I work in Community Engagement and Events for the Minnesota Twins and I was volunteering at an event Joe Mauer was hosting for Gillette Children’s Specialty Healthcare, when I saw a little boy sitting by himself on the ground. I sat down next to him and he turned and said: “Hi, my name is Bennett and I love dinosaurs.”

I fell in love on the spot.

He asked me to pick him up. So, suddenly there I was, holding a child that I didn’t know when his father, Jon, introduced himself. That’s when Jon explained what I didn’t know at the time: Bennett has a medical condition called spina bifida.

We all had a good time at the event that day and Bennett took the game ball to the mound for the Twins game in the evening.

A week later, a thank you card from Jon and Bennett arrived that said: “Thank you for everything that you are, and everything that you did.” Jon and I kept in touch and a year later, we were engaged.

We had our wedding at Target Field, and Bennett walked me down the aisle. That night, we had our reception in the same room we had all met in for the first time.

If all of this sounds serendipitous, frankly, it should, but the fact that Bennett was able to walk me down the aisle at all, is the miraculous part. When Bennett was born, doctors told his parents that walking was never something he’d be able to do.

Of course, that was before they got to Gillette.

Bennett is now 7 years old and in those seven short years, he’s had 14 major surgeries. In addition to his spina bifida, he also has hydrocephalus and scoliosis. Jon, Bennett’s mother Jill, stepfather Cory and I work together to make sure that Bennett gets the best care possible. We count ourselves fortunate to have a hospital like Gillette in Minnesota.

Bennett’s doctors and therapists (especially Dr. Walter Truong and Dr. Peter Kim) are all incredibly knowledgeable, kind, and 100 percent committed to the health and well-being of their patients. We don’t know where we’d be without them.
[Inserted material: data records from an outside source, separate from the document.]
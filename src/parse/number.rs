use crate::{ast, grammar};

/// A numeric token that could not be interpreted.
///
/// The parser re-reports these with the name of the construct being parsed.
#[derive(Debug, Clone, Copy, PartialEq, Eq)]
pub(crate) enum NumberError {
    /// The text matched none of the literal forms allowed here.
    Malformed,
    /// A negative value where only non-negative values are allowed.
    Negative,
    /// An integer literal larger than `u64::MAX`.
    OutOfRange,
}

fn split_sign(text: &str) -> (bool, &str) {
    match text.strip_prefix('-') {
        Some(rest) => (true, rest),
        None => (false, text),
    }
}

fn radix_and_digits(text: &str) -> Option<(u32, &str)> {
    if grammar::is_decimal(text) {
        Some((10, text))
    } else if grammar::is_hex(text) {
        Some((16, &text[2..]))
    } else if grammar::is_octal(text) {
        Some((8, &text[1..]))
    } else {
        None
    }
}

/// Parses a field number, enum value number or extension range bound.
///
/// Values outside the 32 bit range are truncated to their low 32 bits rather than rejected. Unless
/// `allow_negative` is set, a result below zero is an error.
pub(crate) fn parse_id(text: &str, allow_negative: bool) -> Result<i32, NumberError> {
    let (negative, unsigned) = split_sign(text);
    let (radix, digits) = radix_and_digits(unsigned).ok_or(NumberError::Malformed)?;

    let mut value = 0u32;
    for ch in digits.chars() {
        let digit = ch.to_digit(radix).ok_or(NumberError::Malformed)?;
        value = value.wrapping_mul(radix).wrapping_add(digit);
    }

    let id = if negative {
        (value as i32).wrapping_neg()
    } else {
        value as i32
    };

    if id < 0 && !allow_negative {
        return Err(NumberError::Negative);
    }
    Ok(id)
}

/// Parses a numeric option value, which may be an integer in any base or a float.
pub(crate) fn parse_number(text: &str) -> Result<ast::OptionValue, NumberError> {
    let (negative, unsigned) = split_sign(text);

    if let Some((radix, digits)) = radix_and_digits(unsigned) {
        let value = u64::from_str_radix(digits, radix).map_err(|_| NumberError::OutOfRange)?;
        return Ok(ast::OptionValue::Int(ast::Int { negative, value }));
    }

    if grammar::is_float(unsigned) {
        let value: f64 = unsigned.parse().map_err(|_| NumberError::Malformed)?;
        return Ok(ast::OptionValue::Float(if negative { -value } else { value }));
    }

    Err(NumberError::Malformed)
}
With that said, caring for a child who has a disability isn’t always easy. To our family, spina bifida means that every day we help Bennett take care of his basic needs. It means things like catheters, medicine, diaper changes, adjusting chest and leg braces, changing bandages, caring for sores on his feet and a daily enema.
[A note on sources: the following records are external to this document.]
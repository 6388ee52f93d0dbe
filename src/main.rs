use std::{fs, path::PathBuf};

use clap::Parser;
use miette::{IntoDiagnostic, Result, WrapErr};

#[derive(Debug, Parser)]
#[clap(about = "Parse protocol buffers schema files and print their syntax trees")]
pub struct Args {
    #[clap(value_name = "PROTO_FILES", required = true, value_parser)]
    files: Vec<PathBuf>,
    /// Only check that the files parse, without printing anything.
    #[clap(short = 'c', long = "check")]
    check: bool,
}

pub fn main() -> Result<()> {
    miette::set_panic_hook();
    env_logger::init();

    let args = Args::parse();
    for path in &args.files {
        let source = fs::read_to_string(path)
            .into_diagnostic()
            .wrap_err_with(|| format!("failed to read '{}'", path.display()))?;

        log::info!("parsing '{}'", path.display());
        let schema = proto_idl::parse_named(&path.display().to_string(), &source)?;
        if !args.check {
            println!("{:#?}", schema);
        }
    }
    Ok(())
}
use logos::{skip, Lexer, Logos, Skip, Span};

use crate::grammar::{DOUBLE_QUOTE, SINGLE_QUOTE};

#[derive(Debug, Clone, Copy, PartialEq, Logos)]
#[logos(extras = TokenExtras)]
enum RawToken {
    #[regex(r#"[^ \t\r\n\x0b\x0c{}=;\[\],'"()/][^ \t\r\n\x0b\x0c{}=;\[\],'"()]*"#)]
    Word,
    #[regex(r#"[{}=;\[\],'"()]"#)]
    #[token("/")]
    Delimiter,
    #[regex(r"//[^\n]*", skip)]
    #[token("/*", block_comment)]
    #[token("\n", newline)]
    #[regex(r"[ \t\r\x0b\x0c]+", skip)]
    #[error]
    Error,
}

#[derive(Debug, Default)]
struct TokenExtras {
    newlines: usize,
    unterminated: Option<Unterminated>,
}

/// A string or block comment which was still open when the input ended.
#[derive(Debug, Clone, PartialEq)]
pub(crate) enum Unterminated {
    String { span: Span },
    Comment { span: Span },
}

/// A slice of the source text, tagged with where it was found.
#[derive(Debug, Clone, PartialEq)]
pub(crate) struct Token<'a> {
    pub text: &'a str,
    pub line: usize,
    pub span: Span,
}

fn newline(lex: &mut Lexer<RawToken>) -> Skip {
    lex.extras.newlines += 1;
    Skip
}

fn block_comment(lex: &mut Lexer<RawToken>) -> Skip {
    let len = match lex.remainder().find("*/") {
        Some(end) => end + 2,
        None => {
            lex.extras.unterminated = Some(Unterminated::Comment { span: lex.span() });
            lex.remainder().len()
        }
    };

    lex.extras.newlines += count_newlines(&lex.remainder()[..len]);
    lex.bump(len);
    Skip
}

fn count_newlines(s: &str) -> usize {
    s.bytes().filter(|&ch| ch == b'\n').count()
}

/// Splits source text into tokens, with one token of lookahead.
///
/// Comments and whitespace are skipped. After a quote is returned, the following token is the
/// raw string body up to the matching quote, which is returned next.
pub(crate) struct Tokenizer<'a> {
    lexer: Lexer<'a, RawToken>,
    peeked: Option<Option<Token<'a>>>,
    string_close: Option<Token<'a>>,
    reading_string: bool,
    string_ends_with: &'static str,
    line: usize,
}

impl<'a> Tokenizer<'a> {
    pub fn new(source: &'a str) -> Self {
        Tokenizer {
            lexer: RawToken::lexer(source),
            peeked: None,
            string_close: None,
            reading_string: false,
            string_ends_with: DOUBLE_QUOTE,
            line: 1,
        }
    }

    /// Returns the next token without consuming it.
    pub fn peek(&mut self) -> Option<Token<'a>> {
        if self.peeked.is_none() {
            self.peeked = Some(self.read());
        }
        self.peeked.clone().flatten()
    }

    /// The line of the most recently returned token, or of the end of input once it is reached.
    pub fn line(&self) -> usize {
        self.line
    }

    /// The quote expected to close the most recently opened string.
    pub fn string_ends_with(&self) -> &'static str {
        self.string_ends_with
    }

    /// If the input ended inside a string or block comment, returns where it started.
    pub fn unterminated(&self) -> Option<&Unterminated> {
        self.lexer.extras.unterminated.as_ref()
    }

    fn current_line(&self) -> usize {
        self.lexer.extras.newlines + 1
    }

    fn read(&mut self) -> Option<Token<'a>> {
        let token = if let Some(close) = self.string_close.take() {
            Some(close)
        } else if self.reading_string {
            self.reading_string = false;
            self.read_string()
        } else {
            self.read_token()
        };

        self.line = match &token {
            Some(token) => token.line,
            None => self.current_line(),
        };
        token
    }

    fn read_token(&mut self) -> Option<Token<'a>> {
        self.lexer.next()?;

        let text = self.lexer.slice();
        if text == DOUBLE_QUOTE || text == SINGLE_QUOTE {
            self.reading_string = true;
            self.string_ends_with = if text == DOUBLE_QUOTE {
                DOUBLE_QUOTE
            } else {
                SINGLE_QUOTE
            };
        }

        Some(Token {
            text,
            line: self.current_line(),
            span: self.lexer.span(),
        })
    }

    fn read_string(&mut self) -> Option<Token<'a>> {
        let remainder = self.lexer.remainder();
        let start = self.lexer.span().end;
        let quote = self.string_ends_with.as_bytes()[0];
        let line = self.current_line();

        let bytes = remainder.as_bytes();
        let mut end = 0;
        while end < bytes.len() && bytes[end] != quote {
            end += if bytes[end] == b'\\' { 2 } else { 1 };
        }

        if end >= bytes.len() {
            self.lexer.extras.newlines += count_newlines(remainder);
            self.lexer.extras.unterminated = Some(Unterminated::String {
                span: self.lexer.span(),
            });
            self.lexer.bump(remainder.len());
            return None;
        }

        let body = &remainder[..end];
        self.lexer.extras.newlines += count_newlines(body);
        self.lexer.bump(end + 1);

        self.string_close = Some(Token {
            text: &remainder[end..end + 1],
            line: self.current_line(),
            span: start + end..start + end + 1,
        });
        Some(Token {
            text: body,
            line,
            span: start..start + end,
        })
    }
}

impl<'a> Iterator for Tokenizer<'a> {
    type Item = Token<'a>;

    fn next(&mut self) -> Option<Self::Item> {
        match self.peeked.take() {
            Some(token) => token,
            None => self.read(),
        }
    }
}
It means occasionally getting odd looks and inappropriate questions on the playground. It means that we spend far too many moments advocating for our son to be included with everyone else, when you’d think that’d just be the logical decision.

We’re obviously biased, but anyone who has spent five seconds with Bennett and seen his million-dollar smile would tell you the same. After all, that’s what happened to me.

It was an event for Gillette that brought us all together and because of Gillette, our son is able to play baseball, wheelchair basketball, participate in Boy Scouts, help out on the farm at home, be a big brother and basically, just be a kid.

Bennett gets to be who he is and for that, we are forever grateful. The rest of the world should be too. Just wait until you meet him!